Sera from 81 patients with a diagnosis of paralytic or non-paralytic poliomyelitis, and from 159 individuals of similar age groups giving no history of the disease, were tested with a high titered, complement-fixing poliomyelitis antigen of Type 2 (Lansing-like). The antigen consisted of brain tissue from newborn mice injected with the MEF1 strain of virus as previously adapted to these animals. The presence or absence of Type 2 neutralizing antibody in the sera under test was found not to affect the complement fixation. Positive reactions were obtained with 57 per cent of the sera deriving from non-paralytic patients and in 70 per cent from paralytics, when the specimens were tested at a dilution of 1:16. The complement-fixing antibody was often present in highest titer as early as 24 hours after the onset of poliomyelitis, and in almost all instances within 7 days. In about half of the patients a 4-fold or greater drop in titer occurred within 3 months, with little or no change in the others. The incidence of titers of 1:16 or higher with the control sera varied with the season of the year at which they were procured, 3 per cent of the winter samples proving positive and 13 per cent of the summer. The tests of sera from the group of patients from whom poliomyelitis virus was recovered, disclosed no significant differences between those having the paralytic and those having the non-paralytic disease.
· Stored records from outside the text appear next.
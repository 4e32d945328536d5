//! Longbox Storefront - Comic catalog API.
//!
//! This binary serves the JSON API on port 5000 by default.
//!
//! # Architecture
//!
//! - Axum web framework
//! - `PostgreSQL` JSONB document store (or an in-memory store for local runs)
//! - Sentry error tracking and tracing
//!
//! Authentication is handled by an upstream gateway that forwards the verified
//! identity in `x-authenticated-sub`.

#![cfg_attr(not(test), forbid(unsafe_code))]

use std::net::SocketAddr;
use std::sync::Arc;

use axum::Router;
use longbox_storefront::config::{StoreBackend, StorefrontConfig};
use longbox_storefront::db::{self, DocumentStore, MemoryStore, PgDocumentStore};
use longbox_storefront::middleware::api_rate_limiter;
use longbox_storefront::routes;
use longbox_storefront::state::AppState;
use sentry::integrations::tracing as sentry_tracing;
use tracing_subscriber::{layer::SubscriberExt, util::SubscriberInitExt};

/// Initialize Sentry error tracking and return guard that must be kept alive.
fn init_sentry(config: &StorefrontConfig) -> Option<sentry::ClientInitGuard> {
    let dsn = config.sentry_dsn.as_ref()?;

    let guard = sentry::init((
        dsn.as_str(),
        sentry::ClientOptions {
            release: sentry::release_name!(),
            environment: config
                .sentry_environment
                .clone()
                .map(std::borrow::Cow::Owned),
            sample_rate: config.sentry_sample_rate,
            traces_sample_rate: config.sentry_traces_sample_rate,
            attach_stacktrace: true,
            ..Default::default()
        },
    ));

    tracing::info!("Sentry initialized");
    Some(guard)
}

/// Filter tracing events to Sentry event types.
fn sentry_event_filter(metadata: &tracing::Metadata<'_>) -> sentry_tracing::EventFilter {
    match *metadata.level() {
        tracing::Level::ERROR | tracing::Level::WARN => sentry_tracing::EventFilter::Event,
        tracing::Level::INFO | tracing::Level::DEBUG => sentry_tracing::EventFilter::Breadcrumb,
        _ => sentry_tracing::EventFilter::Ignore,
    }
}

/// Build the configured document store.
async fn open_store(config: &StorefrontConfig) -> Arc<dyn DocumentStore> {
    match config.store {
        StoreBackend::Postgres => {
            let url = config
                .database_url
                .as_ref()
                .expect("database url is required for the postgres store");
            let pool = db::create_pool(url)
                .await
                .expect("Failed to create database pool");
            tracing::info!("Database pool created");
            Arc::new(PgDocumentStore::new(pool))
        }
        StoreBackend::Memory => {
            tracing::warn!("Using in-memory store, data is lost on shutdown");
            Arc::new(MemoryStore::new())
        }
    }
}

#[tokio::main]
async fn main() {
    // Load configuration from environment (needed for Sentry init)
    let config = StorefrontConfig::from_env().expect("Failed to load configuration");

    // Initialize Sentry (must be done before tracing subscriber)
    let _sentry_guard = init_sentry(&config);

    let env_filter = tracing_subscriber::EnvFilter::try_from_default_env()
        .unwrap_or_else(|_| "longbox_storefront=info,tower_http=debug".into());

    tracing_subscriber::registry()
        .with(env_filter)
        .with(tracing_subscriber::fmt::layer())
        .with(sentry_tracing::layer().event_filter(sentry_event_filter))
        .init();

    // NOTE: Migrations are NOT run automatically on startup.
    // Run them explicitly via: cargo run -p lb-cli -- migrate
    let store = open_store(&config).await;
    let state = AppState::new(config.clone(), store);

    let api = routes::routes().layer(api_rate_limiter());
    let app: Router = routes::app_with_api(state, api)
        // Sentry layers (outermost for full request coverage)
        .layer(sentry_tower::NewSentryLayer::new_from_top())
        .layer(sentry_tower::SentryHttpLayer::new().enable_transaction());

    let addr = config.socket_addr();
    tracing::info!("storefront listening on {}", addr);

    let listener = tokio::net::TcpListener::bind(addr)
        .await
        .expect("Failed to bind to address");

    axum::serve(
        listener,
        app.into_make_service_with_connect_info::<SocketAddr>(),
    )
    .with_graceful_shutdown(shutdown_signal())
    .await
    .expect("Server error");
}

/// Wait for shutdown signal (Ctrl+C or SIGTERM).
async fn shutdown_signal() {
    let ctrl_c = async {
        tokio::signal::ctrl_c()
            .await
            .expect("Failed to install Ctrl+C handler");
    };

    #[cfg(unix)]
    let terminate = async {
        tokio::signal::unix::signal(tokio::signal::unix::SignalKind::terminate())
            .expect("Failed to install signal handler")
            .recv()
            .await;
    };

    #[cfg(not(unix))]
    let terminate = std::future::pending::<()>();

    tokio::select! {
        () = ctrl_c => {},
        () = terminate => {},
    }

    tracing::info!("Shutdown signal received, starting graceful shutdown");
}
Type 1 (Brunhilde-like) strains of virus were recovered from many of the patients yielding positive tests, although they presented no evidence of previous or concurrent infection with Type 2 virus. This finding shows that Type 1 virus can give rise in patients to Type 2 complement-fixing antibody. The application of these data to the serologic diagnosis of poliomyelitis infection in man will of necessity be limited until information is obtained on the development, persistence, and significance of complement-fixation reactions with antigens deriving from Type 1 and Type 3 poliomyelitis strains.